Alejandro Acosta

Personal information
- Full name: Alejandro Javier Acosta Torres
- Date of birth: July 3, 1980 (age 45)
- Place of birth: Montevideo, Uruguay
- Height: 1.90 m (6 ft 3 in)
- Position: Defender

Senior career*
- Years: Team / Apps / (Gls)
- 1998–2004: Progreso / ? / (0)
- 2005: Cobresal / 3 / (0)
- 2006: O'Higgins / 1 / (0)
- 2007: Unión Española / 18 / (0)
- 2008: Defensor Sporting / 19 / (1)
- 2008–2011: Puebla / 68 / (11)
- 2011: Veracruz / 14 / (1)
- 2012: Dorados / 12 / (1)
- 2012–2013: Cerro Largo / 12 / (0)
- 2013: Deportivo Petapa / 13 / (0)
- 2013–2014: Cerro Largo / 22 / (0)
- 2014–2015: Deportivo Carchá
- 2015–2016: Miramar Misiones / 17 / (1)
- 2016–2017: Boston River / 8 / (0)
- 2017: Venados / 8 / (0)

= Alejandro Acosta =

Uruguayan footballer (born 1980)

Alejandro Javier Acosta Torres (born July 3, 1980) is a former Uruguayan football player, who last played as a defender for Venados in the Mexican Ascenso MX.

==Career==
Acosta Started his football career in Chilean side Cobresal in 2005. Later on he was transferred to Chilean club O'Higgins in 2006 where he played 18 games before being transferred to club Unión Española in 2007. He played 17 games before been transferred to Uruguayan club Defensor in 2008 where he scored his first professional goal.

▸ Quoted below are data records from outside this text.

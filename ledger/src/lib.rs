// Copyright (c) 2026 ALAS Technology. MIT License.
// See LICENSE for details.

//! # ShareLedger: Proportional Share Accounting Core
//!
//! Two ledgers, one conversion algorithm family. Both keep a book of
//! **shares** (a fixed accounting unit) next to a single, globally mutable
//! **pooled value**, and both convert between the two with the same
//! rounding-aware primitives:
//!
//! - **Rebasing ledger**: `total_pooled` moves (via `rebase`) while every
//!   account's share count stays put, so every visible balance changes at
//!   once in O(1).
//! - **Vault ledger**: shares are priced against an external asset balance
//!   held by an [`AssetCustody`](custody::AssetCustody) collaborator, with a
//!   virtual offset that makes empty-vault price manipulation unprofitable.
//!
//! ## Architecture
//!
//! - **math**: `mul_div`, rounding direction, virtual offset, `Pool` conversions.
//! - **address**: 20-byte account identifiers.
//! - **book**: per-account share balances and their total.
//! - **rebasing**: the rebasing ledger.
//! - **vault**: the tokenized-vault ledger.
//! - **custody**: the asset-custody seam and an in-memory implementation.
//! - **event**: structured events emitted by every mutating operation.
//! - **error**: the failure taxonomy shared by both ledgers.
//! - **config**: constants and vault configuration.
//!
//! ## Ground Rules
//!
//! 1. All amounts are `u64` in smallest-unit denomination. Products are
//!    widened to `u128` and narrowed back with an explicit overflow check.
//! 2. The ledger always rounds in its own favor. No exceptions, no flags.
//! 3. Validation runs before mutation. A failed call leaves no trace.
//! 4. Ledgers are plain `&mut self` state machines. Locking belongs to the
//!    owner of the ledger (see the `shareledger-tokens` crate).

pub mod address;
pub mod book;
pub mod config;
pub mod custody;
pub mod error;
pub mod event;
pub mod math;
pub mod rebasing;
pub mod vault;

pub use address::Address;
pub use book::ShareBook;
pub use config::VaultConfig;
pub use custody::{AssetCustody, CustodyError, InMemoryCustody};
pub use error::{LedgerError, Result};
pub use event::{EventJournal, LedgerEvent};
pub use math::{mul_div, MathError, Pool, Rounding, VirtualOffset};
pub use rebasing::RebasingLedger;
pub use vault::VaultLedger;
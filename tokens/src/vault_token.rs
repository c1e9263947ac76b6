//! # Vault Token
//!
//! Tokenized vault shares over a [`VaultLedger`]. Holders deposit the
//! underlying asset and receive shares; the share price moves with whatever
//! the custody collaborator reports as the vault's total assets.
//!
//! ## Rules
//!
//! - `deposit` / `mint` are open to anyone.
//! - `withdraw` / `redeem` burn from `owner`. A caller other than the owner
//!   needs a share allowance, checked before anything moves and consumed
//!   only on success.
//! - Deposit cap and minimum deposit are set by [`Role::VaultManager`]
//!   holders. These setters stay available while paused.
//! - While paused, every holder-facing mutation fails with
//!   [`AccessError::Paused`] and every `max_*` read reports 0. The flag is
//!   checked under the state lock, so a call either completes before
//!   `pause` returns or is rejected.
//! - Ledger events collect in a bounded journal. Call
//!   [`VaultToken::drain_events`] regularly to see all of them.

use parking_lot::{RwLock, RwLockWriteGuard};
use shareledger_core::{Address, AssetCustody, LedgerEvent, VaultConfig, VaultLedger};

use crate::access::{AccessControl, AccessError, Role};
use crate::allowance::Allowances;
use crate::error::Result;
use crate::rebasing_token::TokenMetadata;

#[derive(Debug)]
struct State<C> {
    ledger: VaultLedger<C>,
    allowances: Allowances,
    access: AccessControl,
    paused: bool,
}

/// Thread-safe vault share token.
#[derive(Debug)]
pub struct VaultToken<C> {
    metadata: TokenMetadata,
    state: RwLock<State<C>>,
}

impl<C: AssetCustody> VaultToken<C> {
    /// Creates an empty vault over `custody`, administered by `admin`.
    ///
    /// # Errors
    ///
    /// Fails if `config` is invalid (offset exponent out of range).
    pub fn new(
        metadata: TokenMetadata,
        config: &VaultConfig,
        custody: C,
        admin: &Address,
    ) -> Result<Self> {
        let ledger = VaultLedger::new(config, custody)?;
        tracing::info!(
            name = %metadata.name,
            symbol = %metadata.symbol,
            offset_exponent = config.offset_exponent,
            %admin,
            "vault token created"
        );
        Ok(Self {
            metadata,
            state: RwLock::new(State {
                ledger,
                allowances: Allowances::new(),
                access: AccessControl::new(admin),
                paused: false,
            }),
        })
    }

    pub fn metadata(&self) -> &TokenMetadata {
        &self.metadata
    }

    // -----------------------------------------------------------------------
    // Roles, pause, and vault bounds
    // -----------------------------------------------------------------------

    pub fn grant_role(&self, caller: &Address, role: Role, account: &Address) -> Result<bool> {
        Ok(self.state.write().access.grant(caller, role, account)?)
    }

    pub fn revoke_role(&self, caller: &Address, role: Role, account: &Address) -> Result<bool> {
        Ok(self.state.write().access.revoke(caller, role, account)?)
    }

    pub fn has_role(&self, account: &Address, role: Role) -> bool {
        self.state.read().access.has_role(account, role)
    }

    pub fn pause(&self, caller: &Address) -> Result<()> {
        let mut state = self.state.write();
        state.access.require(caller, Role::Pauser)?;
        if !std::mem::replace(&mut state.paused, true) {
            tracing::warn!(symbol = %self.metadata.symbol, by = %caller, "vault paused");
        }
        Ok(())
    }

    pub fn unpause(&self, caller: &Address) -> Result<()> {
        let mut state = self.state.write();
        state.access.require(caller, Role::Pauser)?;
        if std::mem::replace(&mut state.paused, false) {
            tracing::info!(symbol = %self.metadata.symbol, by = %caller, "vault unpaused");
        }
        Ok(())
    }

    pub fn is_paused(&self) -> bool {
        self.state.read().paused
    }

    fn live_state(&self) -> Result<RwLockWriteGuard<'_, State<C>>> {
        let state = self.state.write();
        if state.paused {
            return Err(AccessError::Paused.into());
        }
        Ok(state)
    }

    /// Sets the total-assets cap (0 = unlimited). Requires [`Role::VaultManager`].
    pub fn set_deposit_cap(&self, caller: &Address, cap: u64) -> Result<()> {
        let mut state = self.state.write();
        state.access.require(caller, Role::VaultManager)?;
        state.ledger.set_deposit_cap(cap);
        Ok(())
    }

    /// Sets the smallest accepted deposit. Requires [`Role::VaultManager`].
    pub fn set_minimum_deposit(&self, caller: &Address, minimum: u64) -> Result<()> {
        let mut state = self.state.write();
        state.access.require(caller, Role::VaultManager)?;
        state.ledger.set_minimum_deposit(minimum);
        Ok(())
    }

    // -----------------------------------------------------------------------
    // Mutations
    // -----------------------------------------------------------------------

    /// Deposits `assets` from `caller`, issuing shares to `receiver`.
    /// Returns the shares issued.
    pub fn deposit(&self, caller: &Address, assets: u64, receiver: &Address) -> Result<u64> {
        Ok(self.live_state()?.ledger.deposit(caller, assets, receiver)?)
    }

    /// Issues exactly `shares` to `receiver`. Returns the assets charged.
    pub fn mint(&self, caller: &Address, shares: u64, receiver: &Address) -> Result<u64> {
        Ok(self.live_state()?.ledger.mint(caller, shares, receiver)?)
    }

    /// Sends `assets` to `receiver`, burning `owner`'s shares. Returns the
    /// shares burned.
    pub fn withdraw(
        &self,
        caller: &Address,
        assets: u64,
        receiver: &Address,
        owner: &Address,
    ) -> Result<u64> {
        let mut guard = self.live_state()?;
        let state = &mut *guard;
        let delegated = caller != owner;
        if delegated {
            let shares = state.ledger.preview_withdraw(assets)?;
            state.allowances.check(owner, caller, shares)?;
        }
        let shares = state.ledger.withdraw(caller, assets, receiver, owner)?;
        if delegated {
            state.allowances.spend(owner, caller, shares)?;
        }
        Ok(shares)
    }

    /// Burns `shares` from `owner`, sending their value to `receiver`.
    /// Returns the assets sent.
    pub fn redeem(
        &self,
        caller: &Address,
        shares: u64,
        receiver: &Address,
        owner: &Address,
    ) -> Result<u64> {
        let mut guard = self.live_state()?;
        let state = &mut *guard;
        let delegated = caller != owner;
        if delegated {
            state.allowances.check(owner, caller, shares)?;
        }
        let assets = state.ledger.redeem(caller, shares, receiver, owner)?;
        if delegated {
            state.allowances.spend(owner, caller, shares)?;
        }
        Ok(assets)
    }

    /// Moves vault shares. Returns the asset value they represent.
    pub fn transfer(&self, from: &Address, to: &Address, shares: u64) -> Result<u64> {
        Ok(self.live_state()?.ledger.transfer(from, to, shares)?)
    }

    /// Lets `spender` move or redeem up to `shares` of `owner`'s shares.
    pub fn approve(&self, owner: &Address, spender: &Address, shares: u64) -> Result<()> {
        self.live_state()?.allowances.approve(owner, spender, shares)?;
        Ok(())
    }

    pub fn transfer_from(
        &self,
        spender: &Address,
        from: &Address,
        to: &Address,
        shares: u64,
    ) -> Result<u64> {
        let mut guard = self.live_state()?;
        let state = &mut *guard;
        let delegated = spender != from;
        if delegated {
            state.allowances.check(from, spender, shares)?;
        }
        let value = state.ledger.transfer(from, to, shares)?;
        if delegated {
            state.allowances.spend(from, spender, shares)?;
        }
        Ok(value)
    }

    // -----------------------------------------------------------------------
    // Reads
    // -----------------------------------------------------------------------

    pub fn total_assets(&self) -> u64 {
        self.state.read().ledger.total_assets()
    }

    pub fn total_supply(&self) -> u64 {
        self.state.read().ledger.total_supply()
    }

    pub fn shares_of(&self, account: &Address) -> u64 {
        self.state.read().ledger.shares_of(account)
    }

    pub fn allowance(&self, owner: &Address, spender: &Address) -> u64 {
        self.state.read().allowances.allowance(owner, spender)
    }

    pub fn holder_count(&self) -> usize {
        self.state.read().ledger.holder_count()
    }

    pub fn offset_exponent(&self) -> u8 {
        self.state.read().ledger.offset_exponent()
    }

    pub fn deposit_cap(&self) -> u64 {
        self.state.read().ledger.deposit_cap()
    }

    pub fn minimum_deposit(&self) -> u64 {
        self.state.read().ledger.minimum_deposit()
    }

    pub fn convert_to_shares(&self, assets: u64) -> Result<u64> {
        Ok(self.state.read().ledger.convert_to_shares(assets)?)
    }

    pub fn convert_to_assets(&self, shares: u64) -> Result<u64> {
        Ok(self.state.read().ledger.convert_to_assets(shares)?)
    }

    pub fn preview_deposit(&self, assets: u64) -> Result<u64> {
        Ok(self.state.read().ledger.preview_deposit(assets)?)
    }

    pub fn preview_mint(&self, shares: u64) -> Result<u64> {
        Ok(self.state.read().ledger.preview_mint(shares)?)
    }

    pub fn preview_withdraw(&self, assets: u64) -> Result<u64> {
        Ok(self.state.read().ledger.preview_withdraw(assets)?)
    }

    pub fn preview_redeem(&self, shares: u64) -> Result<u64> {
        Ok(self.state.read().ledger.preview_redeem(shares)?)
    }

    pub fn max_deposit(&self, receiver: &Address) -> u64 {
        let state = self.state.read();
        if state.paused {
            return 0;
        }
        state.ledger.max_deposit(receiver)
    }

    pub fn max_mint(&self, receiver: &Address) -> u64 {
        let state = self.state.read();
        if state.paused {
            return 0;
        }
        state.ledger.max_mint(receiver)
    }

    pub fn max_withdraw(&self, owner: &Address) -> u64 {
        let state = self.state.read();
        if state.paused {
            return 0;
        }
        state.ledger.max_withdraw(owner)
    }

    pub fn max_redeem(&self, owner: &Address) -> u64 {
        let state = self.state.read();
        if state.paused {
            return 0;
        }
        state.ledger.max_redeem(owner)
    }

    /// Runs `f` against the custody collaborator.
    pub fn with_custody<R>(&self, f: impl FnOnce(&C) -> R) -> R {
        f(self.state.read().ledger.custody())
    }

    /// Runs `f` with mutable custody access. Used to fund holders and to
    /// model assets arriving outside `deposit` (yield, donations).
    pub fn with_custody_mut<R>(&self, f: impl FnOnce(&mut C) -> R) -> R {
        f(self.state.write().ledger.custody_mut())
    }

    /// Runs `f` against a consistent view of the ledger.
    pub fn with_ledger<R>(&self, f: impl FnOnce(&VaultLedger<C>) -> R) -> R {
        f(&self.state.read().ledger)
    }

    pub fn drain_events(&self) -> Vec<LedgerEvent> {
        self.state.write().ledger.drain_events()
    }
}
// Copyright (c) 2026 ALAS Technology. MIT License.
// See LICENSE for details.

//! # ShareLedger CLI
//!
//! Entry point for the `shareledger` binary. Parses CLI arguments,
//! initializes logging and metrics, and dispatches to a subcommand:
//!
//! - `simulate` replays a JSON scenario against a rebasing or vault token
//! - `quote` converts one amount against a given pool state
//! - `version` prints build version information

mod cli;
mod logging;
mod metrics;
mod scenario;

use anyhow::{Context, Result};
use clap::Parser;
use shareledger_core::config::{CORE_VERSION, MAX_OFFSET_EXPONENT};
use shareledger_core::{Pool, Rounding, VirtualOffset};
use std::io::Write;

use cli::{Commands, QuoteArgs, QuoteTarget, ShareLedgerCli, SimulateArgs};
use metrics::LedgerMetrics;
use scenario::Scenario;

/// Default `tracing` filter when `RUST_LOG` is unset.
const DEFAULT_LOG_FILTER: &str = "shareledger=info,shareledger_core=info,shareledger_tokens=info";

fn main() -> Result<()> {
    let cli = ShareLedgerCli::parse();

    match cli.command {
        Commands::Simulate(args) => simulate(args),
        Commands::Quote(args) => {
            println!("{}", quote(&args)?);
            Ok(())
        }
        Commands::Version => {
            print_version();
            Ok(())
        }
    }
}

/// Replays a scenario, streaming events then the summary to stdout.
fn simulate(args: SimulateArgs) -> Result<()> {
    logging::init_logging(DEFAULT_LOG_FILTER, args.log_format);

    let scenario = Scenario::load(&args.scenario)?;
    let metrics = LedgerMetrics::new().context("failed to create metrics registry")?;

    let stdout = std::io::stdout();
    let mut out = stdout.lock();
    let summary = scenario::run(&scenario, &metrics, args.strict, &mut out)?;
    writeln!(out, "{}", serde_json::to_string(&summary)?)?;

    if args.metrics {
        let text = metrics.encode().context("failed to encode metrics")?;
        write!(out, "{text}")?;
    }

    tracing::info!(
        applied = summary.applied,
        rejected = summary.rejected,
        "simulation finished"
    );
    Ok(())
}

/// Converts `args.amount` against the pool described by `args`.
fn quote(args: &QuoteArgs) -> Result<u64> {
    let pool = match args.offset {
        Some(exponent) => {
            let offset = VirtualOffset::new(exponent).with_context(|| {
                format!("offset exponent {exponent} exceeds {MAX_OFFSET_EXPONENT}")
            })?;
            Pool::with_offset(args.total_shares, args.total_value, offset)
        }
        None => Pool::plain(args.total_shares, args.total_value),
    };

    let rounding = Rounding::from(args.rounding);
    let result = match args.to {
        QuoteTarget::Shares => pool.shares_for(args.amount, rounding),
        QuoteTarget::Value => pool.value_for(args.amount, rounding),
    };
    result.context("conversion failed")
}

/// Prints version information for the binary and the core crate.
fn print_version() {
    println!("shareledger {}", env!("CARGO_PKG_VERSION"));
    println!("core        {}", CORE_VERSION);
    println!("rustc       {}", rustc_version());
}

/// Returns the Rust compiler version used to build this binary.
fn rustc_version() -> &'static str {
    option_env!("RUSTC_VERSION").unwrap_or("unknown")
}

#[cfg(test)]
mod tests {
    use super::*;
    use cli::RoundingArg;

    fn args(offset: Option<u8>, amount: u64, to: QuoteTarget, rounding: RoundingArg) -> QuoteArgs {
        QuoteArgs {
            total_shares: 1_000_000,
            total_value: 1_100_000,
            offset,
            amount,
            to,
            rounding,
        }
    }

    #[test]
    fn quotes_plain_pool_in_both_directions() {
        assert_eq!(
            quote(&args(None, 100_000, QuoteTarget::Shares, RoundingArg::Down)).unwrap(),
            90_909
        );
        assert_eq!(
            quote(&args(None, 100_000, QuoteTarget::Shares, RoundingArg::Up)).unwrap(),
            90_910
        );
        assert_eq!(
            quote(&args(None, 90_909, QuoteTarget::Value, RoundingArg::Down)).unwrap(),
            99_999
        );
    }

    #[test]
    fn quotes_empty_offset_pool() {
        let q = QuoteArgs {
            total_shares: 0,
            total_value: 0,
            offset: Some(6),
            amount: 1_000_000,
            to: QuoteTarget::Shares,
            rounding: RoundingArg::Down,
        };
        assert_eq!(quote(&q).unwrap(), 1_000_000_000_000);
    }

    #[test]
    fn rejects_oversized_offset() {
        let err = quote(&args(Some(19), 1, QuoteTarget::Shares, RoundingArg::Down)).unwrap_err();
        assert!(err.to_string().contains("exceeds 18"));
    }

    #[test]
    fn division_by_zero_surfaces_as_error() {
        // Plain pool with shares but no value cannot price value -> shares.
        let q = QuoteArgs {
            total_shares: 10,
            total_value: 0,
            offset: None,
            amount: 5,
            to: QuoteTarget::Shares,
            rounding: RoundingArg::Down,
        };
        assert!(quote(&q).is_err());
    }
}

That same year he was transferred to Mexican club Puebla FC where he has established himself as an important player in the club, scoring 2 goals in the 2009 playoffs, getting the club in to the semifinals before being knocked out by Pumas.

He joined Veracruz during the 2011 Liga de Ascenso draft that took place on June 9, 2011, in Playa del Carmen.

In August 2012 Acosta signed a new deal with Cerro Largo FC of the Uruguayan Primera División.